> [WHAT TO PRODUCE] Your answer should be every line of the records that contains the word "Modifier", copied as it stands.
___ TASK INPUT
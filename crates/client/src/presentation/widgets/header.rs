//! Header widget: top bar help prompts and the session's phase.

use ratatui::{
    Frame,
    layout::Rect,
    style::{Color, Modifier, Style},
    text::{Line, Span},
    widgets::{Block, Borders, Paragraph},
};

use crate::presentation::{theme, view::MapView};

pub fn render(frame: &mut Frame, area: Rect, view: &MapView) {
    let (left, right) = view.help;
    let text = vec![Line::from(vec![
        Span::styled(
            view.region.as_ref().to_uppercase(),
            Style::default()
                .fg(Color::Cyan)
                .add_modifier(Modifier::BOLD),
        ),
        Span::raw("  "),
        Span::styled(theme::help_caption(left), Style::default().fg(Color::White)),
        Span::raw("  "),
        Span::styled(theme::help_caption(right), Style::default().fg(Color::Yellow)),
        Span::styled(
            format!("  [{} | {}]", view.phase, view.task),
            Style::default().fg(Color::DarkGray),
        ),
    ])];

    let paragraph = Paragraph::new(text).block(
        Block::default()
            .borders(Borders::ALL)
            .title(format!(" Region map ({}) ", view.mode)),
    );

    frame.render_widget(paragraph, area);
}
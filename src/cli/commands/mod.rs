//! CLI command implementations

pub mod check;
pub mod config;
pub mod env;
pub mod init;
pub mod overlays;
pub mod show;

pub use check::execute as check;
pub use config::execute as config;
pub use env::execute as env;
pub use init::execute as init;
pub use overlays::execute as overlays;
pub use show::execute as show;
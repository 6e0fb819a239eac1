//! Dependency declaration
//!
//! Two ordered name lists: build inputs (tools used while building, such as
//! `pkg-config`) and runtime inputs (libraries that must be found by the
//! dynamic loader). Nothing is resolved here; names are checked when the
//! environment is composed.

use serde::{Deserialize, Serialize};
use std::collections::HashSet;

/// Which list a dependency belongs to
#[derive(Debug, Clone, Copy, PartialEq, Eq, Hash)]
pub enum DependencyKind {
    Build,
    Runtime,
}

/// Declared build and runtime inputs, in declaration order
#[derive(Debug, Clone, Default, PartialEq, Eq, Serialize, Deserialize)]
#[serde(default)]
pub struct DependencyList {
    #[serde(rename = "build")]
    pub build_inputs: Vec<String>,

    #[serde(rename = "runtime")]
    pub runtime_inputs: Vec<String>,
}

impl DependencyList {
    pub fn new<B, R>(build: B, runtime: R) -> Self
    where
        B: IntoIterator,
        B::Item: Into<String>,
        R: IntoIterator,
        R::Item: Into<String>,
    {
        Self {
            build_inputs: build.into_iter().map(Into::into).collect(),
            runtime_inputs: runtime.into_iter().map(Into::into).collect(),
        }
    }

    pub fn inputs(&self, kind: DependencyKind) -> &[String] {
        match kind {
            DependencyKind::Build => &self.build_inputs,
            DependencyKind::Runtime => &self.runtime_inputs,
        }
    }

    /// Every declared name, build inputs first, each listed once
    pub fn declared(&self) -> Vec<String> {
        dedup_first_occurrence(
            self.build_inputs
                .iter()
                .chain(self.runtime_inputs.iter())
                .cloned(),
        )
    }
}

/// Declare `names` as a single list of the given kind
pub fn declare<I, S>(names: I, kind: DependencyKind) -> DependencyList
where
    I: IntoIterator<Item = S>,
    S: Into<String>,
{
    let names: Vec<String> = names.into_iter().map(Into::into).collect();
    match kind {
        DependencyKind::Build => DependencyList {
            build_inputs: names,
            runtime_inputs: Vec::new(),
        },
        DependencyKind::Runtime => DependencyList {
            build_inputs: Vec::new(),
            runtime_inputs: names,
        },
    }
}

/// Drop repeated items, keeping each at its first position
pub fn dedup_first_occurrence<T, I>(items: I) -> Vec<T>
where
    I: IntoIterator<Item = T>,
    T: Eq + std::hash::Hash + Clone,
{
    let mut seen = HashSet::new();
    items
        .into_iter()
        .filter(|item| seen.insert(item.clone()))
        .collect()
}
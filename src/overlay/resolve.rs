//! Overlay resolution
//!
//! Resolves overlay names to manifests by searching:
//! 1. Project-local: `{project_dir}/.devshell/overlays/{name}.toml`
//! 2. User-global: `~/.config/devshell/overlays/{name}.toml`
//! 3. Built-in: compiled into the binary via `include_str!`

use super::manifest::{ManifestOverlay, OverlayManifest};
use crate::error::{DevshellError, DevshellResult};
use std::collections::{HashMap, HashSet};
use std::path::{Path, PathBuf};
use tracing::debug;

const BUILTIN_RUST_TOOLCHAIN: &str = include_str!("../../builtin/overlays/rust-toolchain.toml");

/// Where an overlay was resolved from
#[derive(Debug, Clone, PartialEq, Eq)]
pub enum OverlaySource {
    /// `.devshell/overlays/{name}.toml` in the project directory
    ProjectLocal,

    /// `~/.config/devshell/overlays/{name}.toml`
    UserGlobal,

    /// Compiled into the binary
    BuiltIn,
}

impl OverlaySource {
    pub fn label(&self) -> &'static str {
        match self {
            Self::ProjectLocal => "project",
            Self::UserGlobal => "user",
            Self::BuiltIn => "built-in",
        }
    }
}

/// A discoverable overlay with metadata
#[derive(Debug, Clone)]
pub struct AvailableOverlay {
    pub name: String,
    pub description: String,
    pub source: OverlaySource,
}

/// Resolve overlay names, preserving their order.
///
/// Resolution chain (first match wins per overlay):
/// 1. `{project_dir}/.devshell/overlays/{name}.toml`
/// 2. `~/.config/devshell/overlays/{name}.toml`
/// 3. Built-in overlays
pub async fn resolve_overlays(
    names: &[String],
    project_dir: &Path,
) -> DevshellResult<Vec<(ManifestOverlay, OverlaySource)>> {
    let mut resolved = Vec::with_capacity(names.len());
    let mut declared: HashMap<String, &str> = HashMap::new();

    for name in names {
        let (manifest, source) = resolve_single(name, project_dir).await?;
        debug!("Resolved overlay {} ({})", name, source.label());

        // Provenance is keyed on the declared name, so it must be unique
        if let Some(first) = declared.insert(manifest.overlay.name.clone(), name) {
            return Err(DevshellError::overlay(
                &manifest.overlay.name,
                format!(
                    "name is declared by both '{}' and '{}' in [shell].overlays",
                    first, name
                ),
            ));
        }
        resolved.push((ManifestOverlay::new(manifest), source));
    }

    Ok(resolved)
}

/// Validate that an overlay name is safe (no path traversal, no special characters).
fn validate_overlay_name(name: &str) -> DevshellResult<()> {
    if name.is_empty() {
        return Err(DevshellError::User("Overlay name cannot be empty".to_string()));
    }
    if !name
        .chars()
        .all(|c| c.is_ascii_alphanumeric() || c == '-' || c == '_')
    {
        return Err(DevshellError::User(format!(
            "Invalid overlay name '{}': must contain only alphanumeric characters, hyphens, or underscores",
            name
        )));
    }
    Ok(())
}

fn project_overlays_dir(project_dir: &Path) -> PathBuf {
    project_dir.join(".devshell").join("overlays")
}

fn global_overlays_dir() -> Option<PathBuf> {
    dirs::config_dir().map(|d| d.join("devshell").join("overlays"))
}

async fn resolve_single(
    name: &str,
    project_dir: &Path,
) -> DevshellResult<(OverlayManifest, OverlaySource)> {
    validate_overlay_name(name)?;

    let file = format!("{}.toml", name);
    let project_path = project_overlays_dir(project_dir).join(&file);
    let global_path = global_overlays_dir().map(|d| d.join(&file));

    if project_path.exists() {
        let manifest = OverlayManifest::from_file(&project_path).await?;
        return Ok((manifest, OverlaySource::ProjectLocal));
    }

    if let Some(ref path) = global_path {
        if path.exists() {
            let manifest = OverlayManifest::from_file(path).await?;
            return Ok((manifest, OverlaySource::UserGlobal));
        }
    }

    if let Some(manifest) = resolve_builtin(name)? {
        return Ok((manifest, OverlaySource::BuiltIn));
    }

    let mut searched = vec![project_path.display().to_string()];
    if let Some(ref path) = global_path {
        searched.push(path.display().to_string());
    }
    searched.push("built-in overlays".to_string());

    Err(DevshellError::OverlayNotFound {
        name: name.to_string(),
        searched: searched.join(", "),
    })
}

/// Canonical name of the built-in overlay `name` refers to, aliases included
pub fn builtin_overlay_name(name: &str) -> Option<&'static str> {
    match name {
        "rust-toolchain" | "rust" | "rust-overlay" => Some("rust-toolchain"),
        _ => None,
    }
}

/// Resolve a built-in overlay by name
fn resolve_builtin(name: &str) -> DevshellResult<Option<OverlayManifest>> {
    let content = match builtin_overlay_name(name) {
        Some("rust-toolchain") => BUILTIN_RUST_TOOLCHAIN,
        _ => return Ok(None),
    };
    OverlayManifest::parse(content).map(Some)
}

/// List all available overlays from all sources.
///
/// Deduplicates by name (first source wins, matching resolution precedence).
pub async fn list_available_overlays(project_dir: &Path) -> DevshellResult<Vec<AvailableOverlay>> {
    let mut seen = HashSet::new();
    let mut overlays = Vec::new();

    scan_overlay_dir(
        &project_overlays_dir(project_dir),
        OverlaySource::ProjectLocal,
        &mut seen,
        &mut overlays,
    )
    .await;

    if let Some(global_dir) = global_overlays_dir() {
        scan_overlay_dir(&global_dir, OverlaySource::UserGlobal, &mut seen, &mut overlays).await;
    }

    if !seen.contains("rust-toolchain") {
        let manifest = OverlayManifest::parse(BUILTIN_RUST_TOOLCHAIN)?;
        seen.insert(manifest.overlay.name.clone());
        overlays.push(AvailableOverlay {
            name: manifest.overlay.name,
            description: manifest.overlay.description,
            source: OverlaySource::BuiltIn,
        });
    }

    Ok(overlays)
}

/// Scan a directory for `*.toml` overlay manifests
async fn scan_overlay_dir(
    dir: &Path,
    source: OverlaySource,
    seen: &mut HashSet<String>,
    overlays: &mut Vec<AvailableOverlay>,
) {
    let mut entries = match tokio::fs::read_dir(dir).await {
        Ok(e) => e,
        Err(_) => return,
    };

    let mut found = Vec::new();
    while let Ok(Some(entry)) = entries.next_entry().await {
        let path = entry.path();
        if path.extension().and_then(|e| e.to_str()) == Some("toml") {
            found.push(path);
        }
    }
    // read_dir order is filesystem dependent
    found.sort();

    for path in found {
        let stem = match path.file_stem().and_then(|s| s.to_str()) {
            Some(s) => s.to_string(),
            None => continue,
        };
        if seen.contains(&stem) {
            continue;
        }
        match OverlayManifest::from_file(&path).await {
            Ok(manifest) => {
                seen.insert(stem.clone());
                overlays.push(AvailableOverlay {
                    name: stem,
                    description: manifest.overlay.description,
                    source: source.clone(),
                });
            }
            Err(e) => debug!("Skipping invalid overlay {}: {}", path.display(), e),
        }
    }
}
______
> [WRITTEN SOLUTION]
    style::{Color, Modifier, Style},
                .add_modifier(Modifier::BOLD),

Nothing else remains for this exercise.